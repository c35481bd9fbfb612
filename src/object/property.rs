//! Property slots and the selector-keyed tables that hold them.
//!
//! A [`Property`] pairs a getter with an optional setter. Settability is
//! purely structural: a slot is settable exactly when it was built with a
//! setter, and the dispatch layer never needs to special-case individual
//! selectors. Mutable scalar slots are backed by shared atomic cells so the
//! owning object and the accessor closures observe the same state without
//! ownership cycles.

use std::collections::HashMap;
use std::fmt;
use std::sync::Arc;
use std::sync::atomic::{AtomicI32, AtomicU32, Ordering};

use crate::Result;
use crate::types::{PropertyValue, Selector};

/// How a property produces its current value.
pub enum ReadAccessor {
    /// Value fixed at object construction.
    Fixed(PropertyValue),
    /// Value computed on demand from shared state.
    Computed(Box<dyn Fn() -> PropertyValue + Send + Sync>),
}

/// Applies a decoded value to the owning object's state.
pub type WriteAccessor = Box<dyn Fn(PropertyValue) + Send + Sync>;

/// One property slot: a getter plus an optional setter.
pub struct Property {
    read: ReadAccessor,
    write: Option<WriteAccessor>,
}

impl Property {
    /// Read-only slot with a value fixed at construction.
    pub fn fixed(value: impl Into<PropertyValue>) -> Self {
        Self { read: ReadAccessor::Fixed(value.into()), write: None }
    }

    /// Read-only slot whose value is computed on each read.
    pub fn computed<G>(getter: G) -> Self
    where
        G: Fn() -> PropertyValue + Send + Sync + 'static,
    {
        Self { read: ReadAccessor::Computed(Box::new(getter)), write: None }
    }

    /// Settable slot with explicit getter and setter.
    pub fn read_write<G, S>(getter: G, setter: S) -> Self
    where
        G: Fn() -> PropertyValue + Send + Sync + 'static,
        S: Fn(PropertyValue) + Send + Sync + 'static,
    {
        Self {
            read: ReadAccessor::Computed(Box::new(getter)),
            write: Some(Box::new(setter)),
        }
    }

    /// Settable u32 slot backed by a shared atomic cell.
    pub fn shared_u32(cell: Arc<AtomicU32>) -> Self {
        let read_cell = Arc::clone(&cell);
        Self::read_write(
            move || PropertyValue::UInt32(read_cell.load(Ordering::Acquire)),
            move |value| {
                if let Some(v) = value.as_u32() {
                    cell.store(v, Ordering::Release);
                }
            },
        )
    }

    /// Settable i32 slot backed by a shared atomic cell.
    pub fn shared_i32(cell: Arc<AtomicI32>) -> Self {
        let read_cell = Arc::clone(&cell);
        Self::read_write(
            move || PropertyValue::Int32(read_cell.load(Ordering::Acquire)),
            move |value| {
                if let Some(v) = value.as_i32() {
                    cell.store(v, Ordering::Release);
                }
            },
        )
    }

    /// Whether this slot accepts writes.
    pub fn is_settable(&self) -> bool {
        self.write.is_some()
    }

    /// The slot's current value.
    pub fn value(&self) -> PropertyValue {
        match &self.read {
            ReadAccessor::Fixed(value) => value.clone(),
            ReadAccessor::Computed(getter) => getter(),
        }
    }

    /// Serialized size of the current value in bytes.
    ///
    /// Sizes are a function of the value's type, so this is stable across
    /// reads even for computed slots.
    pub fn data_size(&self) -> usize {
        self.value().wire_size()
    }

    /// Encode the current value into `dest`, returning the bytes written.
    pub fn read_into(&self, dest: &mut [u8]) -> Result<usize> {
        self.value().encode_into(dest)
    }

    /// Decode `src` and apply it through the setter.
    ///
    /// Silent no-op for read-only slots. The decode type is taken from the
    /// slot's current value, so a settable slot always round-trips its own
    /// wire shape.
    pub fn write_from(&self, src: &[u8]) -> Result<()> {
        let Some(setter) = &self.write else {
            return Ok(());
        };
        let value = PropertyValue::decode(self.value().property_type(), src)?;
        setter(value);
        Ok(())
    }
}

impl fmt::Debug for Property {
    fn fmt(&self, f: &mut fmt::Formatter<'_>) -> fmt::Result {
        f.debug_struct("Property")
            .field("type", &self.value().property_type())
            .field("settable", &self.is_settable())
            .finish()
    }
}

/// Selector-keyed set of property slots for one object.
#[derive(Debug, Default)]
pub struct PropertyTable {
    entries: HashMap<Selector, Property>,
}

impl PropertyTable {
    /// Empty table.
    pub fn new() -> Self {
        Self::default()
    }

    /// Add or replace the slot for `selector`.
    pub fn insert(&mut self, selector: Selector, property: Property) {
        self.entries.insert(selector, property);
    }

    /// Look up the slot for `selector`.
    pub fn get(&self, selector: Selector) -> Option<&Property> {
        self.entries.get(&selector)
    }

    /// Whether a slot exists for `selector`.
    pub fn contains(&self, selector: Selector) -> bool {
        self.entries.contains_key(&selector)
    }

    /// Number of slots in the table.
    pub fn len(&self) -> usize {
        self.entries.len()
    }

    /// Whether the table has no slots.
    pub fn is_empty(&self) -> bool {
        self.entries.is_empty()
    }

    /// All selectors with a slot, in no particular order.
    pub fn selectors(&self) -> impl Iterator<Item = Selector> + '_ {
        self.entries.keys().copied()
    }
}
----------------------------------------
**TASK INSTRUCTIONS**
Would you write out the data exactly as it reads?

**TASK RESULT**
repository c35481bd9fbfb612
filename src/object/property.rs
//! Property slots and the selector-keyed tables that hold them.
//!
//! A [`Property`] pairs a getter with an optional setter. Settability is
//! purely structural: a slot is settable exactly when it was built with a
//! setter, and the dispatch layer never needs to special-case individual
//! selectors. Mutable scalar slots are backed by shared atomic cells so the
//! owning object and the accessor closures observe the same state without
//! ownership cycles.

use std::collections::HashMap;
use std::fmt;
use std::sync::Arc;
use std::sync::atomic::{AtomicI32, AtomicU32, Ordering};

use crate::Result;
use crate::types::{PropertyValue, Selector};

/// How a property produces its current value.
pub enum ReadAccessor {
    /// Value fixed at object construction.
    Fixed(PropertyValue),
    /// Value computed on demand from shared state.
    Computed(Box<dyn Fn() -> PropertyValue + Send + Sync>),
}

/// Applies a decoded value to the owning object's state.
pub type WriteAccessor = Box<dyn Fn(PropertyValue) + Send + Sync>;

/// One property slot: a getter plus an optional setter.
pub struct Property {
    read: ReadAccessor,
    write: Option<WriteAccessor>,
}

impl Property {
    /// Read-only slot with a value fixed at construction.
    pub fn fixed(value: impl Into<PropertyValue>) -> Self {
        Self { read: ReadAccessor::Fixed(value.into()), write: None }
    }

    /// Read-only slot whose value is computed on each read.
    pub fn computed<G>(getter: G) -> Self
    where
        G: Fn() -> PropertyValue + Send + Sync + 'static,
    {
        Self { read: ReadAccessor::Computed(Box::new(getter)), write: None }
    }

    /// Settable slot with explicit getter and setter.
    pub fn read_write<G, S>(getter: G, setter: S) -> Self
    where
        G: Fn() -> PropertyValue + Send + Sync + 'static,
        S: Fn(PropertyValue) + Send + Sync + 'static,
    {
        Self {
            read: ReadAccessor::Computed(Box::new(getter)),
            write: Some(Box::new(setter)),
        }
    }

    /// Settable u32 slot backed by a shared atomic cell.
    pub fn shared_u32(cell: Arc<AtomicU32>) -> Self {
        let read_cell = Arc::clone(&cell);
        Self::read_write(
            move || PropertyValue::UInt32(read_cell.load(Ordering::Acquire)),
            move |value| {
                if let Some(v) = value.as_u32() {
                    cell.store(v, Ordering::Release);
                }
            },
        )
    }

    /// Settable i32 slot backed by a shared atomic cell.
    pub fn shared_i32(cell: Arc<AtomicI32>) -> Self {
        let read_cell = Arc::clone(&cell);
        Self::read_write(
            move || PropertyValue::Int32(read_cell.load(Ordering::Acquire)),
            move |value| {
                if let Some(v) = value.as_i32() {
                    cell.store(v, Ordering::Release);
                }
            },
        )
    }

    /// Whether this slot accepts writes.
    pub fn is_settable(&self) -> bool {
        self.write.is_some()
    }

    /// The slot's current value.
    pub fn value(&self) -> PropertyValue {
        match &self.read {
            ReadAccessor::Fixed(value) => value.clone(),
            ReadAccessor::Computed(getter) => getter(),
        }
    }

    /// Serialized size of the current value in bytes.
    ///
    /// Sizes are a function of the value's type, so this is stable across
    /// reads even for computed slots.
    pub fn data_size(&self) -> usize {
        self.value().wire_size()
    }

    /// Encode the current value into `dest`, returning the bytes written.
    pub fn read_into(&self, dest: &mut [u8]) -> Result<usize> {
        self.value().encode_into(dest)
    }

    /// Decode `src` and apply it through the setter.
    ///
    /// Silent no-op for read-only slots. The decode type is taken from the
    /// slot's current value, so a settable slot always round-trips its own
    /// wire shape.
    pub fn write_from(&self, src: &[u8]) -> Result<()> {
        let Some(setter) = &self.write else {
            return Ok(());
        };
        let value = PropertyValue::decode(self.value().property_type(), src)?;
        setter(value);
        Ok(())
    }
}

impl fmt::Debug for Property {
    fn fmt(&self, f: &mut fmt::Formatter<'_>) -> fmt::Result {
        f.debug_struct("Property")
            .field("type", &self.value().property_type())
            .field("settable", &self.is_settable())
            .finish()
    }
}

/// Selector-keyed set of property slots for one object.
#[derive(Debug, Default)]
pub struct PropertyTable {
    entries: HashMap<Selector, Property>,
}

impl PropertyTable {
    /// Empty table.
    pub fn new() -> Self {
        Self::default()
    }

    /// Add or replace the slot for `selector`.
    pub fn insert(&mut self, selector: Selector, property: Property) {
        self.entries.insert(selector, property);
    }

    /// Look up the slot for `selector`.
    pub fn get(&self, selector: Selector) -> Option<&Property> {
        self.entries.get(&selector)
    }

    /// Whether a slot exists for `selector`.
    pub fn contains(&self, selector: Selector) -> bool {
        self.entries.contains_key(&selector)
    }

    /// Number of slots in the table.
    pub fn len(&self) -> usize {
        self.entries.len()
    }

    /// Whether the table has no slots.
    pub fn is_empty(&self) -> bool {
        self.entries.is_empty()
    }

    /// All selectors with a slot, in no particular order.
    pub fn selectors(&self) -> impl Iterator<Item = Selector> + '_ {
        self.entries.keys().copied()
    }
}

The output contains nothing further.